Banks plays with complex ideas on a galactic level, populating the galaxy of The Algebraist with a variety of different creatures, notably divided between the slow and the quick. The slow are creatures like the Dwellers, who are apparently immortal, and quick, such as humans, who live extended lifetimes, but are apparently limited. One result of this division is that the quick must travel through wormholes while the slow take the long way around. Nevertheless, wormholes must be constructed through normal space, slowing their creation.

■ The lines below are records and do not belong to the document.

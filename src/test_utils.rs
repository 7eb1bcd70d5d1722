//! Test utilities shared across test modules

use crate::paths::Paths;
use crate::profile::Profile;
use tempfile::TempDir;

/// Paths rooted in a temp dir: store at `<tmp>/.git-accounts`, target `<tmp>/home`.
pub fn setup_test_paths(temp_dir: &TempDir) -> Paths {
    Paths {
        store_dir: temp_dir.path().join(".git-accounts"),
        target_dir: temp_dir.path().join("home"),
    }
}

/// A profile with fixed email `a@x.com` and display name `Alice`.
pub fn sample_profile(nickname: &str, username: &str, token: &str) -> Profile {
    Profile {
        nickname: nickname.to_string(),
        username: username.to_string(),
        token: token.to_string(),
        email: "a@x.com".to_string(),
        name: "Alice".to_string(),
    }
}
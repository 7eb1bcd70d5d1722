//! Interactive input.
//!
//! Commands talk to the operator through [`Prompter`] so the `add` flow can be
//! driven by a scripted prompter in tests. [`InquirePrompter`] is the real one.

use anyhow::{Context, Result};
use inquire::{Confirm, Password, PasswordDisplayMode, Text};

pub trait Prompter {
    /// Free-form line of input
    fn text(&self, message: &str) -> Result<String>;
    /// Masked input that is never echoed back
    fn secret(&self, message: &str) -> Result<String>;
    /// Yes/no question
    fn confirm(&self, message: &str, default: bool) -> Result<bool>;
}

/// [`Prompter`] backed by `inquire`
#[derive(Debug, Default, Clone, Copy)]
pub struct InquirePrompter;

impl Prompter for InquirePrompter {
    fn text(&self, message: &str) -> Result<String> {
        Text::new(message)
            .prompt()
            .with_context(|| format!("Prompt cancelled: {}", message.trim()))
    }

    fn secret(&self, message: &str) -> Result<String> {
        Password::new(message)
            .without_confirmation()
            .with_display_mode(PasswordDisplayMode::Hidden)
            .prompt()
            .with_context(|| format!("Prompt cancelled: {}", message.trim()))
    }

    fn confirm(&self, message: &str, default: bool) -> Result<bool> {
        Confirm::new(message)
            .with_default(default)
            .prompt()
            .with_context(|| format!("Prompt cancelled: {}", message.trim()))
    }
}
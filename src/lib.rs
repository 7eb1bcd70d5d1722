pub mod activate;
pub mod commands;
pub mod error;
pub mod fs_utils;
pub mod paths;
pub mod profile;
pub mod prompt;
pub mod store;
pub mod ui;

#[cfg(test)]
pub mod test_utils;
//! The credential record behind every profile.
//!
//! A [`Profile`] knows how to render itself into the two files git reads:
//! the one-line `.git-credentials` entry used by the `store` credential
//! helper, and the `.gitconfig` block that sets the identity and turns that
//! helper on. Identity is the nickname alone.

use serde::{Deserialize, Serialize};
use std::fmt;
use std::hash::{Hash, Hasher};

use crate::error::{Error, Result};

/// Host the credential line is written for.
pub const CREDENTIAL_HOST: &str = "github.com";

/// One named set of git credentials
#[derive(Clone, Serialize, Deserialize)]
#[serde(deny_unknown_fields)]
pub struct Profile {
    pub nickname: String,
    pub username: String,
    /// Personal access token. Kept out of `Debug` and [`Profile::describe`].
    pub token: String,
    pub email: String,
    /// Display name written to `user.name`
    pub name: String,
}

impl Profile {
    /// Build a profile, defaulting the nickname to the username.
    pub fn new(
        username: impl Into<String>,
        token: impl Into<String>,
        email: impl Into<String>,
        name: impl Into<String>,
        nickname: Option<String>,
    ) -> Result<Self> {
        let username = username.into();
        let nickname = nickname
            .filter(|n| !n.is_empty())
            .unwrap_or_else(|| username.clone());
        validate_nickname(&nickname)?;

        Ok(Self {
            nickname,
            username,
            token: token.into(),
            email: email.into(),
            name: name.into(),
        })
    }

    /// The `.git-credentials` line, without a line terminator.
    ///
    /// Values are embedded verbatim; nothing is percent-encoded.
    pub fn credential_string(&self) -> String {
        format!(
            "https://{}:{}@{}",
            self.username, self.token, CREDENTIAL_HOST
        )
    }

    /// The `.gitconfig` contents. Keys are tab-indented under their section.
    pub fn config_string(&self) -> String {
        format!(
            "[user]\n\tname = {}\n\temail = {}\n[credential]\n\thelper = store\n",
            self.name, self.email
        )
    }

    /// Human-readable summary; never includes the token.
    pub fn describe(&self) -> String {
        format!(
            "Account Name: {}\nUsername: {}\nEmail: {}\nName: {}",
            self.nickname, self.username, self.email, self.name
        )
    }

    /// True when `other` is the same profile, i.e. has the same nickname.
    pub fn is_same_profile(&self, other: &Profile) -> bool {
        self.nickname == other.nickname
    }
}

impl PartialEq for Profile {
    fn eq(&self, other: &Self) -> bool {
        self.is_same_profile(other)
    }
}

impl Eq for Profile {}

impl Hash for Profile {
    fn hash<H: Hasher>(&self, state: &mut H) {
        self.nickname.hash(state);
    }
}

impl fmt::Debug for Profile {
    fn fmt(&self, f: &mut fmt::Formatter<'_>) -> fmt::Result {
        f.debug_struct("Profile")
            .field("nickname", &self.nickname)
            .field("username", &self.username)
            .field("token", &"<redacted>")
            .field("email", &self.email)
            .field("name", &self.name)
            .finish()
    }
}

/// Validate a nickname.
///
/// Nicknames become file names in the store, so only ASCII letters, digits,
/// `-`, `_` and `.` are allowed, and a leading `.` is rejected.
pub fn validate_nickname(nickname: &str) -> Result<()> {
    let valid = !nickname.is_empty()
        && nickname.chars().count() <= 64
        && !nickname.starts_with('.')
        && nickname
            .chars()
            .all(|c| c.is_ascii_alphanumeric() || matches!(c, '-' | '_' | '.'));

    if valid {
        Ok(())
    } else {
        Err(Error::InvalidNickname(nickname.to_string()))
    }
}
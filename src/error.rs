//! Error types for the profile store and activation engine.
//!
//! The command layer wraps these in `anyhow` for context, but the core keeps
//! them typed so callers can react to a missing profile or a half-finished
//! switch differently from a plain I/O failure.

use std::path::PathBuf;
use thiserror::Error;

#[derive(Error, Debug)]
pub enum Error {
    #[error("profile file {} is corrupt: {reason}", path.display())]
    CorruptProfile { path: PathBuf, reason: String },

    #[error("profile '{0}' not found (use `gitprof list` to see available profiles)")]
    ProfileNotFound(String),

    #[error(
        "partially switched: wrote {} but failed to write {}",
        written.display(),
        failed.display()
    )]
    PartialActivation {
        written: PathBuf,
        failed: PathBuf,
        #[source]
        source: std::io::Error,
    },

    #[error("remote activation on {destination} failed: {reason}")]
    RemoteTransportFailure { destination: String, reason: String },

    #[error(
        "invalid nickname '{0}': use 1-64 letters, digits, '-', '_' or '.', not starting with '.'"
    )]
    InvalidNickname(String),

    #[error("invalid remote destination: {0}")]
    InvalidRemote(String),

    #[error("git config {key} failed: {reason}")]
    GitConfig { key: String, reason: String },

    #[error("cannot access {}", path.display())]
    Io {
        path: PathBuf,
        #[source]
        source: std::io::Error,
    },
}

impl Error {
    pub(crate) fn io(path: impl Into<PathBuf>, source: std::io::Error) -> Self {
        Self::Io {
            path: path.into(),
            source,
        }
    }

    /// A short follow-up suggestion for the operator, if one applies.
    pub fn hint(&self) -> Option<&'static str> {
        match self {
            Self::ProfileNotFound(_) => Some("run: gitprof list"),
            Self::PartialActivation { .. } => {
                Some("fix the failing path and run the same switch again")
            }
            Self::CorruptProfile { .. } => {
                Some("repair or remove the file, then run: gitprof add")
            }
            Self::RemoteTransportFailure { .. } => {
                Some("check that `ssh user@host` works from this machine")
            }
            _ => None,
        }
    }
}

pub type Result<T> = std::result::Result<T, Error>;
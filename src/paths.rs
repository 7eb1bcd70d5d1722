use anyhow::{Context, Result};
use directories::BaseDirs;
use std::path::{Path, PathBuf};

use crate::activate::{CONFIG_FILE, CREDENTIALS_FILE};

/// Default store directory name under the home directory
pub const DEFAULT_STORE_DIR: &str = ".git-accounts";

/// All resolved locations used by gitprof
#[derive(Debug, Clone)]
pub struct Paths {
    /// ~/.git-accounts unless overridden
    pub store_dir: PathBuf,
    /// Directory whose .git-credentials/.gitconfig get switched; ~ unless overridden
    pub target_dir: PathBuf,
}

impl Paths {
    /// Resolve paths, falling back to the home directory for anything not given.
    pub fn new(target_dir: Option<PathBuf>, store_dir: Option<PathBuf>) -> Result<Self> {
        let base_dirs = BaseDirs::new().context("Failed to determine home directory")?;
        Ok(Self::with_home(base_dirs.home_dir(), target_dir, store_dir))
    }

    /// Resolve paths relative to an explicit home directory.
    pub fn with_home(
        home: &Path,
        target_dir: Option<PathBuf>,
        store_dir: Option<PathBuf>,
    ) -> Self {
        Self {
            store_dir: store_dir.unwrap_or_else(|| home.join(DEFAULT_STORE_DIR)),
            target_dir: target_dir.unwrap_or_else(|| home.to_path_buf()),
        }
    }

    /// ~/.git-credentials (or the overridden target's)
    pub fn target_credentials(&self) -> PathBuf {
        self.target_dir.join(CREDENTIALS_FILE)
    }

    /// ~/.gitconfig (or the overridden target's)
    pub fn target_config(&self) -> PathBuf {
        self.target_dir.join(CONFIG_FILE)
    }

    /// Ensure the store and target directories exist
    pub fn ensure_dirs(&self) -> Result<()> {
        std::fs::create_dir_all(&self.store_dir).with_context(|| {
            format!("Failed to create store directory: {}", self.store_dir.display())
        })?;
        std::fs::create_dir_all(&self.target_dir).with_context(|| {
            format!("Failed to create target directory: {}", self.target_dir.display())
        })?;
        Ok(())
    }
}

The general action of Banks's novel is against a strange war in which the human Seer Fassin Taak finds himself using his knowledge of the quick in support of his own government and world, despite his own preference to be left to his own devices in his study of the Dwellers. Taak's own expertise is juxtaposed with the Dwellers he deals with, like Y'sul, who obviously know their races foibles, and Taak's superior, Colonel Hatherence, who lives with her own assumptions and tries to ignore Taak's advice.
While the sequences with Taak, Y'sul and others are adventuresome (early on, they set off a nuclear mine by accident), Banks allows them plenty of time to discuss philosophies of the universe. At times this does slow down the action, but it also provides a richness and mystery to the galaxy Banks is writing about. Banks's sense of humor, especially as shown through various Dwellers, also provides a strong relief from the heavier discussions.
Banks's great villain is the Archimandrite Luseferous, who would truly fit in with the evil-doers of the grand space operas of yesteryear. He has the appearance down, including diamond encrusted teeth, as well as the sadistic qualities necessary for such a villain. His desire to keep his adversaries alive for as long as possible is only equalled by his treatment of them using the technology only available in space operas such as this.
The Algebraist has a tendency to ramble and often feels as if Banks could have written a tighter, and shorter, book without losing the ideas or the feel of the book he actually did write. The ideas he presents, along with the characters, including his everyman-turned-hero Fassin Taak, are interesting and his prose is enough to get the reader through the slow patches that exist.